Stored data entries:
--

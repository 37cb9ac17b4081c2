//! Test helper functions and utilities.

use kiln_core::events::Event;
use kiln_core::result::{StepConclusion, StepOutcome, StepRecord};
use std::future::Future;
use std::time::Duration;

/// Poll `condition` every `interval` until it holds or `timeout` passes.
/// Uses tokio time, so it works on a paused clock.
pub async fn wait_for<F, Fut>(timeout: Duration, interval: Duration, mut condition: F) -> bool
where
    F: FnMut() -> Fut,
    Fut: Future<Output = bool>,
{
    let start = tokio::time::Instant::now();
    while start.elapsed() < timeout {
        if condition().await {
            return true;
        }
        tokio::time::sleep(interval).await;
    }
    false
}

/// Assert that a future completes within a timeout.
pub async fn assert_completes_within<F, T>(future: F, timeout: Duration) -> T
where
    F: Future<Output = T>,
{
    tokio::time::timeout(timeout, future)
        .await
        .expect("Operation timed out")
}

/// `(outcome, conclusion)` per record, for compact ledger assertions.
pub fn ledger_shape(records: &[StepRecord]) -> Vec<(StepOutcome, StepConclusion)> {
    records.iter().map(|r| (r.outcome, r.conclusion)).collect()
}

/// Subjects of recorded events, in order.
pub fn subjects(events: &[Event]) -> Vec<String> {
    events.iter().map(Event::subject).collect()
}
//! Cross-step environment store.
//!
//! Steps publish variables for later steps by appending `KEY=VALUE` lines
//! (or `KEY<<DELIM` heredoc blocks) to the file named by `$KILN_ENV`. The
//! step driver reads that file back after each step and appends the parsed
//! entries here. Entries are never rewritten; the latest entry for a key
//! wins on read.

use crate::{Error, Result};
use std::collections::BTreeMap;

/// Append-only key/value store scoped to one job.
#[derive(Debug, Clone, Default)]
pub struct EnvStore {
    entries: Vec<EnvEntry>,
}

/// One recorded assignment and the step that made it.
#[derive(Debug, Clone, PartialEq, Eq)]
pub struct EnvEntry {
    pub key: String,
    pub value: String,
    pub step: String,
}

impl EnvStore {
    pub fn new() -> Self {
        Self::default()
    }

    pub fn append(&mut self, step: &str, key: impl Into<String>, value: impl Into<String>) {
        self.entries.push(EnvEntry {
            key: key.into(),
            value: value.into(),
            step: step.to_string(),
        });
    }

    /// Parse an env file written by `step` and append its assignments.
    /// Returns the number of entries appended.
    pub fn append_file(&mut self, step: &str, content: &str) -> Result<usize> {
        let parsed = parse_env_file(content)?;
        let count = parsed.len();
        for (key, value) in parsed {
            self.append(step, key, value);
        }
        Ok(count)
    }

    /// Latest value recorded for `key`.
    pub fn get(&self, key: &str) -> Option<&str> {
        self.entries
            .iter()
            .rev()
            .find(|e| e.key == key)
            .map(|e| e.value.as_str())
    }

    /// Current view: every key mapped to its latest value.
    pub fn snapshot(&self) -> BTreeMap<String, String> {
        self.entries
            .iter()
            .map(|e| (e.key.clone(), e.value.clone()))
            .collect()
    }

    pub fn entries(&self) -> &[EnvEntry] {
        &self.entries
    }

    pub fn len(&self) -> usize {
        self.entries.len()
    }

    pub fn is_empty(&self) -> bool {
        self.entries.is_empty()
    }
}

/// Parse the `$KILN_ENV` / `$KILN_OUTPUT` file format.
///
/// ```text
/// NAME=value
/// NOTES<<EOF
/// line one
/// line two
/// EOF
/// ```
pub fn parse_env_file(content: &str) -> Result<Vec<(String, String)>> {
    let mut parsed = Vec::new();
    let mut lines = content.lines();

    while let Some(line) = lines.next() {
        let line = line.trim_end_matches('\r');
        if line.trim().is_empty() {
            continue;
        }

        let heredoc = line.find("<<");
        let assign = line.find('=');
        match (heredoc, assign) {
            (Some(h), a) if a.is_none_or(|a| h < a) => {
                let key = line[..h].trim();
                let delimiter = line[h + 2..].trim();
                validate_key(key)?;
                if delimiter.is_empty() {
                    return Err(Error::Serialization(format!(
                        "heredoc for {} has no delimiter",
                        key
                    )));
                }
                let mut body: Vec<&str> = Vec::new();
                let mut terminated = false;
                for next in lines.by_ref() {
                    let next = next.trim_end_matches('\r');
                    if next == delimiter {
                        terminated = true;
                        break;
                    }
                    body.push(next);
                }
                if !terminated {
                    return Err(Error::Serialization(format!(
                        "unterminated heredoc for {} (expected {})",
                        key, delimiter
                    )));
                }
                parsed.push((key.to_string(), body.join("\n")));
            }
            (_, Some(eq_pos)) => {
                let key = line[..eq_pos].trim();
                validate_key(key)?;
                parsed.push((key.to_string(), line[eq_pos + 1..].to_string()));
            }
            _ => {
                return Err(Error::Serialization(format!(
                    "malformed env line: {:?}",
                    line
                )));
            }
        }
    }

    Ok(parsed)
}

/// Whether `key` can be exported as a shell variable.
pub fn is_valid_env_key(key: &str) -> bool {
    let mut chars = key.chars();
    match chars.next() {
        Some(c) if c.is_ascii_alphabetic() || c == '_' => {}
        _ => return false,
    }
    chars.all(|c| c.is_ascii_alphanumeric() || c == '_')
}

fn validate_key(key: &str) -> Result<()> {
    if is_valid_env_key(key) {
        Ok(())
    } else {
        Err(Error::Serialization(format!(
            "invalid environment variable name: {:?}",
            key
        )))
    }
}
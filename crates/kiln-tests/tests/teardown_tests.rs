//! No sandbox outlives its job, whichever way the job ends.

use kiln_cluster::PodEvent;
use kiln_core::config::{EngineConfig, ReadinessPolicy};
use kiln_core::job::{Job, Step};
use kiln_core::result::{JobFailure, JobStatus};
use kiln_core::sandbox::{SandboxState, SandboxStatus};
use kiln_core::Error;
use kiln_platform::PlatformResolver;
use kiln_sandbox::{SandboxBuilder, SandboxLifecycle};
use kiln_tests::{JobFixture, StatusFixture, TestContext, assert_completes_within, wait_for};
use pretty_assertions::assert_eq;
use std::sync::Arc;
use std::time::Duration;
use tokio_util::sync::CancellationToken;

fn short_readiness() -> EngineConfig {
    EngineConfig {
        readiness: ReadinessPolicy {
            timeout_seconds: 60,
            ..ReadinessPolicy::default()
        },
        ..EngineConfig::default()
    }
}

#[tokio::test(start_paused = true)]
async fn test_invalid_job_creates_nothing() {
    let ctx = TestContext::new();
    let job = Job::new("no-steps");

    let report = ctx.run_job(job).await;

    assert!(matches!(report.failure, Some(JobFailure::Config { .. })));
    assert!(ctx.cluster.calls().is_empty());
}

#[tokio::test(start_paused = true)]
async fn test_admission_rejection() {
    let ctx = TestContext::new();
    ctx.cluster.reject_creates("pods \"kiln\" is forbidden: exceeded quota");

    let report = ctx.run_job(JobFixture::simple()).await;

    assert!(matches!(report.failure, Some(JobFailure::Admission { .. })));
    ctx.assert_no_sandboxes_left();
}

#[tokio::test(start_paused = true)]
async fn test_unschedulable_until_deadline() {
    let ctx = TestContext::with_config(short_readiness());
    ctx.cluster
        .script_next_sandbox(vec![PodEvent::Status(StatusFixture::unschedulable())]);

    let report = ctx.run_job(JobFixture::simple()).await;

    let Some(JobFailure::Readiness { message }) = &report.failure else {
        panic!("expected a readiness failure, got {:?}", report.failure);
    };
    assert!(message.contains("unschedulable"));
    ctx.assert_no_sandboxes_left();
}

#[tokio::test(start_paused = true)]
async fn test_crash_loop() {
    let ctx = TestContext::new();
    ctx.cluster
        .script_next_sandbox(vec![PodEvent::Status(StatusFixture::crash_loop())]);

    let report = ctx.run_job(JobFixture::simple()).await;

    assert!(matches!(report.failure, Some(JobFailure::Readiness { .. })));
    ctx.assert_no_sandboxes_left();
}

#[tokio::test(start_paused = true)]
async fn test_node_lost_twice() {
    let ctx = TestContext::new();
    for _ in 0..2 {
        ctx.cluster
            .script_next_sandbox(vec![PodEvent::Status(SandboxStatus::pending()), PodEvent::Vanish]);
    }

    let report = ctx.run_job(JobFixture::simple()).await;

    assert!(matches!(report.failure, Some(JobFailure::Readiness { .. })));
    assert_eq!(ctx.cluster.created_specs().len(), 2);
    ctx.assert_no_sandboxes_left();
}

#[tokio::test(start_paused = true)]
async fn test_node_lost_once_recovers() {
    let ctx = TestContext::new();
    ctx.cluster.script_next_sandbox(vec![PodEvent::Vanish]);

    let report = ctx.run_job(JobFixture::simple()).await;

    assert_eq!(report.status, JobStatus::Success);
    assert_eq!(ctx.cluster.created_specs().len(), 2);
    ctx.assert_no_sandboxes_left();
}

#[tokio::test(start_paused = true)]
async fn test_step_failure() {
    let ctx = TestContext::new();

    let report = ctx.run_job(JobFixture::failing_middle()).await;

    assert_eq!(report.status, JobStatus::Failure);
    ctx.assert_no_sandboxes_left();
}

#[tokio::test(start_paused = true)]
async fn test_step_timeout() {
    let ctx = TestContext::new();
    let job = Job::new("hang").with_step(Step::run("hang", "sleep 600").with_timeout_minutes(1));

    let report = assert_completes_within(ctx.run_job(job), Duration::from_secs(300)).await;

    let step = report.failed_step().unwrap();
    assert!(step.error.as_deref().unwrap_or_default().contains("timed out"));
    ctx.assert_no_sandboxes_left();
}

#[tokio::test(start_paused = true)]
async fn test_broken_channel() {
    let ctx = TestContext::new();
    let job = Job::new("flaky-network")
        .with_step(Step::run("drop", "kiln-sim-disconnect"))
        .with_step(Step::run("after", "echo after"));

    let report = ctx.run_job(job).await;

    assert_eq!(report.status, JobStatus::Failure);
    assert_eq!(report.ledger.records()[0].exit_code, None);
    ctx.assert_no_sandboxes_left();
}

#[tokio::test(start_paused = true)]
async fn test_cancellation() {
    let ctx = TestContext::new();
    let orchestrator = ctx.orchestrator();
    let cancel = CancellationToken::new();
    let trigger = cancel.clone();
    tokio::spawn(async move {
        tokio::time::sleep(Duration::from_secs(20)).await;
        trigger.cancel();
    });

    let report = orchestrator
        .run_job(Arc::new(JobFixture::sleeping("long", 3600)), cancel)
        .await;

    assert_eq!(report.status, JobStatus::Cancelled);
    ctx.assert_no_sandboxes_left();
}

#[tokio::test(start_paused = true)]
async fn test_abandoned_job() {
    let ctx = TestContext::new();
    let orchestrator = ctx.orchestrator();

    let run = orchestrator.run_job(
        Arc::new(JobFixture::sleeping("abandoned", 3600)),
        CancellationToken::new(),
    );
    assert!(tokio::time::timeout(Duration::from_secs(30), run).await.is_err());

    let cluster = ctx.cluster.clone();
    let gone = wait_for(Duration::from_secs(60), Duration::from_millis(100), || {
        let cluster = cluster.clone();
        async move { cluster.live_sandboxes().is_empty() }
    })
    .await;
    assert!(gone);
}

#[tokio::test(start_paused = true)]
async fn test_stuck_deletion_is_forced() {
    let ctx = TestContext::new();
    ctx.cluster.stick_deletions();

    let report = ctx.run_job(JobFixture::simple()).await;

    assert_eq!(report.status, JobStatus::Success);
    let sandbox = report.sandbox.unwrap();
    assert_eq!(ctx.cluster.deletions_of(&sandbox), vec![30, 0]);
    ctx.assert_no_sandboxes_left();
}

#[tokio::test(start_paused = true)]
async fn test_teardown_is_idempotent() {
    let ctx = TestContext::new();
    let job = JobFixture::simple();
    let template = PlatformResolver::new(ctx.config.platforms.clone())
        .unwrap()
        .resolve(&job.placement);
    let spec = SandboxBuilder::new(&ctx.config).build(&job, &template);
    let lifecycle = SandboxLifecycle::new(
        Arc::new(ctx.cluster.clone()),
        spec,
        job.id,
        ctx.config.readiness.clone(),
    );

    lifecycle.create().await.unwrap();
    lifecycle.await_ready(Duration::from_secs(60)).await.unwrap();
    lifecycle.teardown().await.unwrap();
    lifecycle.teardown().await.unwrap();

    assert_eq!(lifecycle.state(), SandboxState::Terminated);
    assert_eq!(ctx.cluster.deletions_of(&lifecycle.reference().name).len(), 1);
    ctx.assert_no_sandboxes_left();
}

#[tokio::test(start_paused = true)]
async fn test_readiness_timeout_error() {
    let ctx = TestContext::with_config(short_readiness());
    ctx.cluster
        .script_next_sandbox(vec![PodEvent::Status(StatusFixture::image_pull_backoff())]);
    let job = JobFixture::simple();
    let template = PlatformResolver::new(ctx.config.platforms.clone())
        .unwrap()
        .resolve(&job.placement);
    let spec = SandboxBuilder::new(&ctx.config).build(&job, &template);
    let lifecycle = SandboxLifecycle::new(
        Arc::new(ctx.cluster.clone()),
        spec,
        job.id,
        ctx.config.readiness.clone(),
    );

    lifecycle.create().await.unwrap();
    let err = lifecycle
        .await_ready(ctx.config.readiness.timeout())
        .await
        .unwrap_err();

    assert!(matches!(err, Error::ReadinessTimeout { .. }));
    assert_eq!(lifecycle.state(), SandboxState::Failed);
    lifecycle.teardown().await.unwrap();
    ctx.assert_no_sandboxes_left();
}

--

TASK PROMPT: Reproduce the entries above exactly, starting at their first line and finishing with the line that contains "within a timeout.".

YOUR RESPONSE:
repository 37cb9ac17b4081c2
//! Test helper functions and utilities.

use kiln_core::events::Event;
use kiln_core::result::{StepConclusion, StepOutcome, StepRecord};
use std::future::Future;
use std::time::Duration;

/// Poll `condition` every `interval` until it holds or `timeout` passes.
/// Uses tokio time, so it works on a paused clock.
pub async fn wait_for<F, Fut>(timeout: Duration, interval: Duration, mut condition: F) -> bool
where
    F: FnMut() -> Fut,
    Fut: Future<Output = bool>,
{
    let start = tokio::time::Instant::now();
    while start.elapsed() < timeout {
        if condition().await {
            return true;
        }
        tokio::time::sleep(interval).await;
    }
    false
}

/// Assert that a future completes within a timeout.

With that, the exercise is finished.